Donald Trump is elected as the next President of the United States of America for a reason. Among the promises made by him, the most notable one is the initiative to dismantle the Affordable Care Act, which is the most cherished legislation of the Left for the past eight years. Specifically, Trump promised to remove the individual mandate, which has driven up the cost of health insurance plans and decreased the actual care that many people got.
It seems that the President-elect understands economics quite well. It is obvious that when you force people to buy something, its cost will go up and the quality will go down. The case remains the same for a product or a service. However, Obamacare was not about decreasing the healthcare charges; instead, some say that it was about increasing the power of the government over people and the program aimed at making people much dependent on the federal policies for their health care.
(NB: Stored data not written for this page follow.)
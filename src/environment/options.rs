// ABOUTME: Declared configuration of a logical environment.
// ABOUTME: Builds create and update requests, stripping creation-only fields on update.

use crate::platform::{
    CreateEnvironmentRequest, EnvironmentDescription, OptionSetting, OptionSpecifier, Tag, Tier,
    UpdateEnvironmentRequest,
};
use crate::types::{ApplicationName, CnamePrefix, PhysicalName, VersionLabel};
use std::collections::BTreeMap;

/// What a logical environment should look like on the platform.
#[derive(Debug, Clone, Default, PartialEq)]
pub struct EnvironmentOptions {
    pub cname_prefix: Option<CnamePrefix>,
    pub description: Option<String>,
    pub solution_stack_name: Option<String>,
    pub template_name: Option<String>,
    pub tier: Option<Tier>,
    pub tags: Vec<Tag>,
    pub option_settings: Vec<OptionSetting>,
    pub options_to_remove: Vec<OptionSpecifier>,
    /// Version a fresh environment starts with before any deploy.
    pub version_label: Option<VersionLabel>,
    /// Platform request fields greenswap does not model, sent as given.
    pub extra_fields: BTreeMap<String, serde_json::Value>,
}

impl EnvironmentOptions {
    pub fn with_stack(stack: impl Into<String>) -> Self {
        Self {
            solution_stack_name: Some(stack.into()),
            ..Default::default()
        }
    }

    pub fn with_template(template: impl Into<String>) -> Self {
        Self {
            template_name: Some(template.into()),
            ..Default::default()
        }
    }

    pub fn cname_prefix(mut self, prefix: CnamePrefix) -> Self {
        self.cname_prefix = Some(prefix);
        self
    }

    pub fn description(mut self, description: impl Into<String>) -> Self {
        self.description = Some(description.into());
        self
    }

    pub fn option(
        mut self,
        namespace: impl Into<String>,
        option_name: impl Into<String>,
        value: impl Into<String>,
    ) -> Self {
        self.option_settings.push(OptionSetting {
            namespace: namespace.into(),
            option_name: option_name.into(),
            value: value.into(),
        });
        self
    }

    /// Solution stack and template are mutually exclusive.
    pub fn is_conflicting(&self) -> bool {
        self.solution_stack_name.is_some() && self.template_name.is_some()
    }

    /// Best-effort configuration read back from a running environment.
    pub(crate) fn observed(env: &EnvironmentDescription) -> Self {
        Self {
            description: env.description.clone(),
            solution_stack_name: env.solution_stack_name.clone(),
            template_name: if env.solution_stack_name.is_some() {
                None
            } else {
                env.template_name.clone()
            },
            tier: env.tier.clone(),
            ..Default::default()
        }
    }

    /// Request creating `name`. The CNAME prefix is only claimed when
    /// `claim_alias` is set; a blue-green sibling launches without it.
    pub(crate) fn create_request(
        &self,
        application: &ApplicationName,
        name: PhysicalName,
        version: Option<VersionLabel>,
        claim_alias: bool,
    ) -> CreateEnvironmentRequest {
        CreateEnvironmentRequest {
            application_name: application.clone(),
            environment_name: name,
            version_label: version,
            description: self.description.clone(),
            solution_stack_name: self.solution_stack_name.clone(),
            template_name: self.template_name.clone(),
            cname_prefix: if claim_alias {
                self.cname_prefix.as_ref().map(|p| p.as_str().to_string())
            } else {
                None
            },
            tags: self.tags.clone(),
            option_settings: self.option_settings.clone(),
            options_to_remove: self.options_to_remove.clone(),
            tier: self.tier.clone(),
            extra_fields: self.extra_fields.clone(),
        }
    }

    pub(crate) fn update_request(
        &self,
        name: PhysicalName,
        version: Option<VersionLabel>,
    ) -> UpdateEnvironmentRequest {
        UpdateEnvironmentRequest {
            environment_name: name,
            version_label: version,
            description: self.description.clone(),
            template_name: self.template_name.clone(),
            tags: self.tags.clone(),
            option_settings: self.option_settings.clone(),
            options_to_remove: self.options_to_remove.clone(),
            tier: self.tier.clone(),
            extra_fields: self.extra_fields.clone(),
        }
    }
}
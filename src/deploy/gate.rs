// ABOUTME: Deploy gate to prevent concurrent deployments to the same slot.
// ABOUTME: In-process map from slot to holder info, released when the guard drops.

use chrono::{DateTime, Utc};
use parking_lot::Mutex;
use serde::{Deserialize, Serialize};
use std::collections::HashMap;
use std::sync::Arc;

use crate::types::{ApplicationName, EnvironmentName};

use super::DeployError;

/// Information about who holds a slot.
#[derive(Debug, Clone, PartialEq, Serialize, Deserialize)]
pub struct GateInfo {
    /// Hostname of the machine running the deploy.
    pub holder: String,
    /// Process ID of the holder.
    pub pid: u32,
    /// When the gate was taken.
    pub started_at: DateTime<Utc>,
    /// What is being done, e.g. the version being deployed.
    pub purpose: String,
}

impl GateInfo {
    /// Holder info for the current process.
    pub fn new(purpose: impl Into<String>) -> Self {
        Self {
            holder: gethostname::gethostname().to_string_lossy().into_owned(),
            pid: std::process::id(),
            started_at: Utc::now(),
            purpose: purpose.into(),
        }
    }
}

type SlotKey = (ApplicationName, EnvironmentName);

/// Serializes deploys per logical slot. Cloning shares the same map.
#[derive(Debug, Clone, Default)]
pub struct DeployGate {
    held: Arc<Mutex<HashMap<SlotKey, GateInfo>>>,
}

impl DeployGate {
    pub fn new() -> Self {
        Self::default()
    }

    /// Take the slot, or fail fast with `DeployError::Busy` naming the holder.
    pub fn acquire(
        &self,
        application: &ApplicationName,
        slot: &EnvironmentName,
        purpose: impl Into<String>,
    ) -> Result<GateGuard, DeployError> {
        let key = (application.clone(), slot.clone());
        let mut held = self.held.lock();

        if let Some(existing) = held.get(&key) {
            return Err(DeployError::Busy {
                slot: format!("{application}/{slot}"),
                holder: existing.clone(),
            });
        }

        let info = GateInfo::new(purpose);
        tracing::debug!(
            application = %application,
            slot = %slot,
            purpose = %info.purpose,
            "acquired deploy gate"
        );
        held.insert(key.clone(), info);

        Ok(GateGuard {
            gate: self.clone(),
            key,
        })
    }

    /// Current holder of a slot, if any.
    pub fn holder(&self, application: &ApplicationName, slot: &EnvironmentName) -> Option<GateInfo> {
        self.held
            .lock()
            .get(&(application.clone(), slot.clone()))
            .cloned()
    }
}

/// A held slot that releases on drop.
pub struct GateGuard {
    gate: DeployGate,
    key: SlotKey,
}

impl std::fmt::Debug for GateGuard {
    fn fmt(&self, f: &mut std::fmt::Formatter<'_>) -> std::fmt::Result {
        f.debug_struct("GateGuard")
            .field("application", &self.key.0)
            .field("slot", &self.key.1)
            .finish()
    }
}

impl Drop for GateGuard {
    fn drop(&mut self) {
        self.gate.held.lock().remove(&self.key);
        tracing::debug!(application = %self.key.0, slot = %self.key.1, "released deploy gate");
    }
}
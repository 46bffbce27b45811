// ABOUTME: Platform control plane client interface and implementations.
// ABOUTME: Defines PlatformClient plus the in-memory simulated control plane.

mod error;
mod memory;
mod types;

pub use error::PlatformError;
pub use memory::{LaunchScript, MEMORY_DOMAIN, MemoryPlatform, Operation};
pub use types::*;

use async_trait::async_trait;

use crate::types::{ApplicationName, PhysicalName};

/// Asynchronous control plane operations for applications, versions and
/// environments.
///
/// Every call may be slow and may fail independently of earlier calls. No
/// read-after-write consistency is assumed: a describe right after a create
/// may not show the new resource yet.
#[async_trait]
pub trait PlatformClient: Send + Sync {
    async fn create_application(
        &self,
        request: &CreateApplicationRequest,
    ) -> Result<ApplicationDescription, PlatformError>;

    async fn describe_applications(
        &self,
        request: &DescribeApplicationsRequest,
    ) -> Result<Vec<ApplicationDescription>, PlatformError>;

    async fn update_application(
        &self,
        request: &UpdateApplicationRequest,
    ) -> Result<ApplicationDescription, PlatformError>;

    async fn delete_application(
        &self,
        request: &DeleteApplicationRequest,
    ) -> Result<(), PlatformError>;

    async fn create_application_version(
        &self,
        request: &CreateApplicationVersionRequest,
    ) -> Result<ApplicationVersionDescription, PlatformError>;

    async fn create_environment(
        &self,
        request: &CreateEnvironmentRequest,
    ) -> Result<EnvironmentDescription, PlatformError>;

    async fn describe_environments(
        &self,
        request: &DescribeEnvironmentsRequest,
    ) -> Result<Vec<EnvironmentDescription>, PlatformError>;

    async fn update_environment(
        &self,
        request: &UpdateEnvironmentRequest,
    ) -> Result<EnvironmentDescription, PlatformError>;

    async fn terminate_environment(
        &self,
        request: &TerminateEnvironmentRequest,
    ) -> Result<EnvironmentDescription, PlatformError>;

    /// Swap the CNAMEs of two environments in a single call.
    async fn swap_environment_cnames(
        &self,
        request: &SwapEnvironmentCnamesRequest,
    ) -> Result<(), PlatformError>;

    async fn list_available_solution_stacks(&self) -> Result<Vec<String>, PlatformError>;

    /// Describe a single physical environment, terminated ones included.
    /// Absence is `None`, not an error.
    async fn describe_environment(
        &self,
        application: &ApplicationName,
        name: &PhysicalName,
    ) -> Result<Option<EnvironmentDescription>, PlatformError> {
        let request = DescribeEnvironmentsRequest::named(application, name);
        let environments = self.describe_environments(&request).await?;
        // A terminated environment may linger next to a newer one of the same name
        Ok(environments
            .into_iter()
            .filter(|env| &env.environment_name == name)
            .max_by_key(|env| env.date_created))
    }
}
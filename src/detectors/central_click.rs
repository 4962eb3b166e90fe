//! Central-click detector.
//!
//! Pixel-perfect clicks on the geometric center of a control are cheap for
//! a driver that computes the target rect and expensive for a hand on a
//! mouse. One central click means nothing; a run of them does.

use super::{Detection, Detector, Trigger, CENTRAL_BUTTON_CLICKS};
use crate::cache::DetectionCache;
use crate::config::{CacheConfig, CentralClickConfig};
use crate::error::DetectionError;
use crate::events::ClickEvent;
use crate::history::SampleHistory;
use regex::Regex;
use serde_json::json;
use std::collections::HashSet;
use std::sync::LazyLock;
use std::time::Duration;

/// Tags that are interactive by nature.
static CLICKABLE_TAGS: LazyLock<HashSet<&'static str>> = LazyLock::new(|| {
    HashSet::from([
        "a", "button", "input", "select", "option", "textarea", "label", "summary",
    ])
});

/// Roles that make any element interactive.
static CLICKABLE_ROLES: LazyLock<HashSet<&'static str>> = LazyLock::new(|| {
    HashSet::from(["button", "link", "tab", "menuitem", "option", "checkbox", "switch"])
});

/// id/class fragments that conventionally mark interactive elements.
static CLICKABLE_NAME_PATTERNS: LazyLock<Vec<Regex>> = LazyLock::new(|| {
    [
        r"(?i)\bbtn\b",
        r"(?i)button",
        r"(?i)submit",
        r"(?i)\blink\b",
        r"(?i)\bnav\b",
        r"(?i)menu",
        r"(?i)\btab\b",
        r"(?i)click",
        r"(?i)action",
        r"(?i)\bcta\b",
        r"(?i)toggle",
    ]
    .iter()
    .map(|p| Regex::new(p).expect("static pattern"))
    .collect()
});

/// Central-click detector.
pub struct CentralClickDetector {
    config: CentralClickConfig,
    /// Config-supplied additions to the lexical ladder step.
    extra_patterns: Vec<Regex>,
    /// Selector -> clickability verdict, so the ladder runs once per target.
    clickability_cache: DetectionCache<String, bool>,
}

impl CentralClickDetector {
    /// Create a new central-click detector, compiling any extra patterns.
    pub fn new(config: CentralClickConfig, cache: &CacheConfig) -> Result<Self, DetectionError> {
        let extra_patterns = config
            .extra_clickable_patterns
            .iter()
            .map(|p| Regex::new(p))
            .collect::<Result<Vec<_>, _>>()?;

        Ok(Self {
            config,
            extra_patterns,
            clickability_cache: DetectionCache::new(
                "clickability",
                cache.clickability_cache_size,
                Duration::from_secs(cache.clickability_cache_ttl_seconds),
            ),
        })
    }

    /// Layered clickability heuristic.
    ///
    /// Explicit flag, then tag allow-list, then attribute/role hints, then
    /// lexical id/class match, then a tag parsed out of the selector. Each
    /// rung only runs when the previous ones were inconclusive.
    pub fn is_clickable_target(&self, click: &ClickEvent) -> bool {
        if let Some(explicit) = click.element.is_clickable {
            return explicit;
        }

        if let Some(selector) = &click.target_selector {
            if let Some(cached) = self.clickability_cache.get(selector) {
                return cached;
            }
        }

        let verdict = self.run_ladder(click);

        if let Some(selector) = &click.target_selector {
            self.clickability_cache.insert(selector.clone(), verdict);
        }
        verdict
    }

    fn run_ladder(&self, click: &ClickEvent) -> bool {
        let element = &click.element;

        if let Some(tag) = &element.tag {
            if CLICKABLE_TAGS.contains(tag.to_lowercase().as_str()) {
                return true;
            }
        }

        if element.attributes.contains_key("onclick")
            || element.attributes.contains_key("tabindex")
            || element.attributes.contains_key("href")
        {
            return true;
        }
        if let Some(role) = element.attributes.get("role") {
            if CLICKABLE_ROLES.contains(role.to_lowercase().as_str()) {
                return true;
            }
        }

        let name = format!(
            "{} {}",
            element.id.as_deref().unwrap_or(""),
            element.class.as_deref().unwrap_or("")
        );
        if !name.trim().is_empty() {
            if CLICKABLE_NAME_PATTERNS.iter().any(|p| p.is_match(&name))
                || self.extra_patterns.iter().any(|p| p.is_match(&name))
            {
                return true;
            }
        }

        if let Some(selector) = &click.target_selector {
            if let Some(tag) = leading_tag(selector) {
                return CLICKABLE_TAGS.contains(tag.as_str());
            }
        }

        false
    }

    /// Distance from the element's geometric center to the click point,
    /// when the capture carried enough geometry to compute it.
    fn center_distance(click: &ClickEvent) -> Option<f64> {
        let bounds = click.bounds?;
        let pos = click.position_in_element?;
        let dx = pos.x - bounds.width / 2.0;
        let dy = pos.y - bounds.height / 2.0;
        Some((dx * dx + dy * dy).sqrt())
    }

    fn is_central(&self, click: &ClickEvent) -> bool {
        Self::center_distance(click)
            .is_some_and(|d| d <= self.config.center_threshold_px)
    }
}

/// Parse a leading tag name out of a selector string
/// (`"button.primary"` -> `"button"`, `"#go"` -> none).
fn leading_tag(selector: &str) -> Option<String> {
    let tag: String = selector
        .chars()
        .take_while(|c| c.is_ascii_alphanumeric())
        .collect();
    if tag.is_empty() {
        None
    } else {
        Some(tag.to_lowercase())
    }
}

impl Detector for CentralClickDetector {
    fn name(&self) -> &'static str {
        "central_click"
    }

    fn indicator(&self) -> &'static str {
        CENTRAL_BUTTON_CLICKS
    }

    fn trigger(&self) -> Trigger {
        Trigger::Click
    }

    fn threshold(&self) -> f64 {
        self.config.confidence_threshold
    }

    fn evaluate(&self, history: &SampleHistory) -> Result<Option<Detection>, DetectionError> {
        let recent = history.recent_clicks(self.config.pattern_window);
        let Some(current) = recent.last() else {
            return Ok(None);
        };

        // Non-clickable targets are ignored outright.
        if !self.is_clickable_target(current) {
            return Ok(None);
        }
        if !self.is_central(current) {
            return Ok(None);
        }

        // Central-ness alone is weak evidence; confidence comes from how
        // many of the recent clicks repeated the pattern.
        let matching = recent
            .iter()
            .filter(|c| self.is_clickable_target(c) && self.is_central(c))
            .count();

        let confidence =
            (matching as f64 / self.config.min_samples as f64).min(1.0);
        if confidence < self.config.confidence_threshold {
            return Ok(None);
        }

        let distance = Self::center_distance(current).unwrap_or(0.0);
        let detail = json!({
            "element_type": current.element.tag,
            "element_id": current.element.id,
            "distance": distance,
            "element_size": current.bounds.map(|b| json!({
                "width": b.width,
                "height": b.height,
            })),
            "pattern_strength": matching,
            "window": self.config.pattern_window,
        });

        Ok(Some(Detection::new(CENTRAL_BUTTON_CLICKS, confidence).with_detail(detail)))
    }
}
President-elect Donald Trump understands the danger of this. His selection for the secretary of Health and Human Services, Tom Price, said that the promises made by Trump on his campaigns are more than just words. Dr. Price was one among the few Republicans who opposed the individual mandate of Obamacare. He even succeeded in putting an actual bill to oppose the Patient Protection and Affordable Care Act, but the bill was vetoed.
The stab of Dr. Price at ACA was symbolic, like his nomination by Donald Trump. Like President-elect Donald Trump, Price is also much serious about changing things in the healthcare sector. However, reports say that Price is not just planning to change Obamacare, instead he believes that HHS is in urgent need of accounting and oversight.
Dr. Price says that HHS has an annual budget of more than a trillion dollars and a lion share of the money is spent on unnecessary things. Price is positive about controlling expenses at HHS and stop wasteful, extravagant, and inappropriate use of these dollars.
He noted that questionable activities of the National Institutes of Health (NIH), which is a sub-bureaucracy under HHS umbrella, should be put to end soon. One among such disputed activities is the diversion of taxpayer dollars to an appendage of WHO, called the Agency for Research on Cancer, which is accused of using political science to classify things as carcinogens.